• Problem description: For each line below, print it again exactly as shown.

• Information provided:
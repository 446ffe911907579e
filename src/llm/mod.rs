pub mod provider;

pub use provider::{create_oracle, GeminiProvider, OpenAICompatibleProvider, VisionOracle};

• Result of the exercise:
repository 446ffe911907579e
filename src/llm/mod.rs
pub mod provider;

pub use provider::{create_oracle, GeminiProvider, OpenAICompatibleProvider, VisionOracle};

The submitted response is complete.